Garden States
In winning the SJWG Fall 2021 Contest, Judge James Carpenter (19 to Go: A Peace of Farce; No Place to Pray) commented “‘Garden States’ is a deft and succinct coming of age story that likens the shifting generations to the recurring states of a flower garden: growth, blossoming, decline, and reseeding. Over and over and over. The story itself is tight and direct, a commendable effort.”
I am very proud, and incredibly happy to present to you:
Garden States
By: A.J. Charles
You always remember your first job. My inaugural day at Hill's Pike Garden and Nursery Center was like countless others before it, marking a lifetime of employment that sludged its way uphill and barefoot, both ways in a foot of snow, until it ultimately led toward a final, unfulfilled conclusion. I made sure to let my mother know my thoughts, if only to be difficult.
"I don't understand why it's such a big deal, Nancy."
"I told you to stop calling me that, I'm your mother, and it's about time you got out and did something other than sit around playing Nintendo."
"It's called Playstation," I droned.
"Still, you're going to be a senior this year, and you certainly didn't spend any free time on your grades last year. You should be excited to start making some money. Are you excited?" She took her eyes off the road for a moment and gave me a smile I knew was more than capable of landing a boyfriend for her or a future stepfather for me, if she ever had the time or felt the need.

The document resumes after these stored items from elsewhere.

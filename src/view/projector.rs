use chrono::{DateTime, FixedOffset};
use serde::Serialize;

use crate::api::{LivePosition, Pass, Track};
use crate::scheduler::SyncState;
use crate::selection::PassId;

const APP_TITLE: &str = "pass-o-mat";

#[derive(Debug, Clone, PartialEq, Serialize)]
#[serde(tag = "state", content = "message", rename_all = "snake_case")]
pub enum PanelStatus {
    Loading,
    Failed(String),
    Ready,
}

#[derive(Debug, Clone, PartialEq, Serialize)]
pub struct PassRow {
    pub id: PassId,
    pub rise_local: DateTime<FixedOffset>,
    pub rise_estimated: bool,
    pub culmination_local: DateTime<FixedOffset>,
    pub set_local: DateTime<FixedOffset>,
    pub max_elevation_deg: f64,
    pub duration_seconds: i64,
    pub selected: bool,
}

/// Everything a frontend needs for one frame
#[derive(Debug, Clone, PartialEq, Serialize)]
pub struct RenderModel {
    pub header: String,
    pub active_satellite: Option<String>,
    pub passes: PanelStatus,
    pub rows: Vec<PassRow>,
    pub selection: Option<PassId>,
    pub live: String,
    pub position: Option<LivePosition>,
    pub pass_track: Option<Track>,
    pub orbit_track: Option<Track>,
}

impl Default for RenderModel {
    fn default() -> Self {
        project(&SyncState::default())
    }
}

pub fn project(state: &SyncState) -> RenderModel {
    let header = match &state.active {
        Some(sat) if sat.stale => format!("{} ({}) [stale TLE]", sat.key, sat.catalog_number),
        Some(sat) => format!("{} ({})", sat.key, sat.catalog_number),
        None => APP_TITLE.to_string(),
    };

    let passes = if let Some(e) = &state.catalog_error {
        PanelStatus::Failed(e.clone())
    } else if let Some(e) = &state.passes_error {
        PanelStatus::Failed(e.clone())
    } else if state.passes.is_some() {
        PanelStatus::Ready
    } else {
        PanelStatus::Loading
    };

    let selection = state.selection_id();
    let rows = match (&passes, &state.passes) {
        (PanelStatus::Ready, Some(window)) => {
            let mut ordered: Vec<&Pass> = window.passes.iter().collect();
            ordered.sort_by_key(|p| p.rise_utc);
            ordered
                .into_iter()
                .map(|p| pass_row(p, selection))
                .collect()
        }
        _ => Vec::new(),
    };

    RenderModel {
        header,
        active_satellite: state.active.as_ref().map(|s| s.key.clone()),
        passes,
        rows,
        selection,
        live: live_status(state.position.as_ref()),
        position: state.position.clone(),
        pass_track: state.pass_track.clone(),
        orbit_track: state.orbit_track.clone(),
    }
}

fn pass_row(pass: &Pass, selection: Option<PassId>) -> PassRow {
    PassRow {
        id: pass.id(),
        rise_local: pass.rise_local,
        rise_estimated: pass.rise_estimated,
        culmination_local: pass.culmination_local,
        set_local: pass.set_local,
        max_elevation_deg: pass.max_elevation_deg,
        duration_seconds: (pass.set_utc - pass.rise_utc).num_seconds(),
        selected: selection == Some(pass.id()),
    }
}

fn live_status(position: Option<&LivePosition>) -> String {
    match position {
        Some(fix) => format!(
            "lat {:.3} lon {:.3} alt {:.1} km @ {}",
            fix.position.lat,
            fix.position.lon,
            fix.position.alt_km,
            fix.t_local.format("%H:%M:%S")
        ),
        None => "waiting for position".to_string(),
    }
}
use crate::map::MapFrame;

use super::{PanelStatus, RenderModel};

/// Plain-text rendering of one frame, for terminals.
pub fn render(model: &RenderModel, frame: &MapFrame) -> Vec<String> {
    let mut lines = vec![model.header.clone()];

    match &model.passes {
        PanelStatus::Loading => lines.push("  loading passes...".to_string()),
        PanelStatus::Failed(message) => lines.push(format!("  error: {}", message)),
        PanelStatus::Ready if model.rows.is_empty() => {
            lines.push("  no passes in window".to_string())
        }
        PanelStatus::Ready => {
            lines.push(format!(
                "    {:<8} {:<8} {:<8} {:>7} {:>6}",
                "rise", "culm", "set", "max el", "dur"
            ));
            for row in &model.rows {
                lines.push(format!(
                    "  {}{}{:<8} {:<8} {:<8} {:>6.1}° {:>3}m{:02}",
                    if row.selected { '>' } else { ' ' },
                    if row.rise_estimated { '~' } else { ' ' },
                    row.rise_local.format("%d %H:%M").to_string(),
                    row.culmination_local.format("%H:%M:%S").to_string(),
                    row.set_local.format("%H:%M").to_string(),
                    row.max_elevation_deg,
                    row.duration_seconds / 60,
                    row.duration_seconds % 60,
                ));
            }
        }
    }

    lines.push(format!("  live: {}", model.live));

    let overlay = |name: &str, len: Option<usize>, redraw: bool| match len {
        Some(n) => format!(
            "  {}: {} points{}",
            name,
            n,
            if redraw { " (redrawn)" } else { "" }
        ),
        None => format!("  {}: none", name),
    };
    lines.push(overlay(
        "pass track",
        model.pass_track.as_ref().map(|t| t.coordinates.len()),
        frame.redraw_pass,
    ));
    lines.push(overlay(
        "orbit track",
        model.orbit_track.as_ref().map(|t| t.coordinates.len()),
        frame.redraw_orbit,
    ));

    if let Some(fit) = frame.fit {
        lines.push(format!(
            "  map fit: lon {:.2}..{:.2} lat {:.2}..{:.2}",
            fit.min_lon, fit.max_lon, fit.min_lat, fit.max_lat
        ));
    }

    lines
}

I stayed ornery, although in the deep recesses of my teenage brain that allowed for some form of rational, calculable thought, I began to tally up what I knew my hourly rate would be and multiply it by the hours worked. I bit down a smile, far too young and naive still to understand the pillaging the government would yank away from my wages. "See ya, Nance," I joked as I jumped from the passenger seat.
"Pick you up at seven. Make sure you're nice to Mr. Hill and do everything he says," I heard her call as I shut the door.
I walked through the parking lot and into the wooden structure with the large, worn Hill's Pike Garden and Nursery sign. Mr. Hill's wife saw me as she worked behind the counter and guided me towards the office.
Strange the notions you get on your first day of work. I remember feeling so old signing documents for taxes, being able to see areas only employees could access. I remember the self-importance I felt as Mr. Hill handed me an apron. As he walked me around the grounds, I saw other employees going about their business. I laugh recalling my thoughts as I saw them. Am I supposed to make friends with these people? She's cute, is she single? Even the idea of coworkers had been a foreign concept to me an hour prior.
"Don't worry, it'll all make sense soon enough," Mr. Hill said after guiding me through rows of herbs, vegetable plants, shrubs, garden sculptures, and soils. "Ah, here he is. Bobby, I want you to meet Mitch. He'll take over from here. Mitch, this is Bobby."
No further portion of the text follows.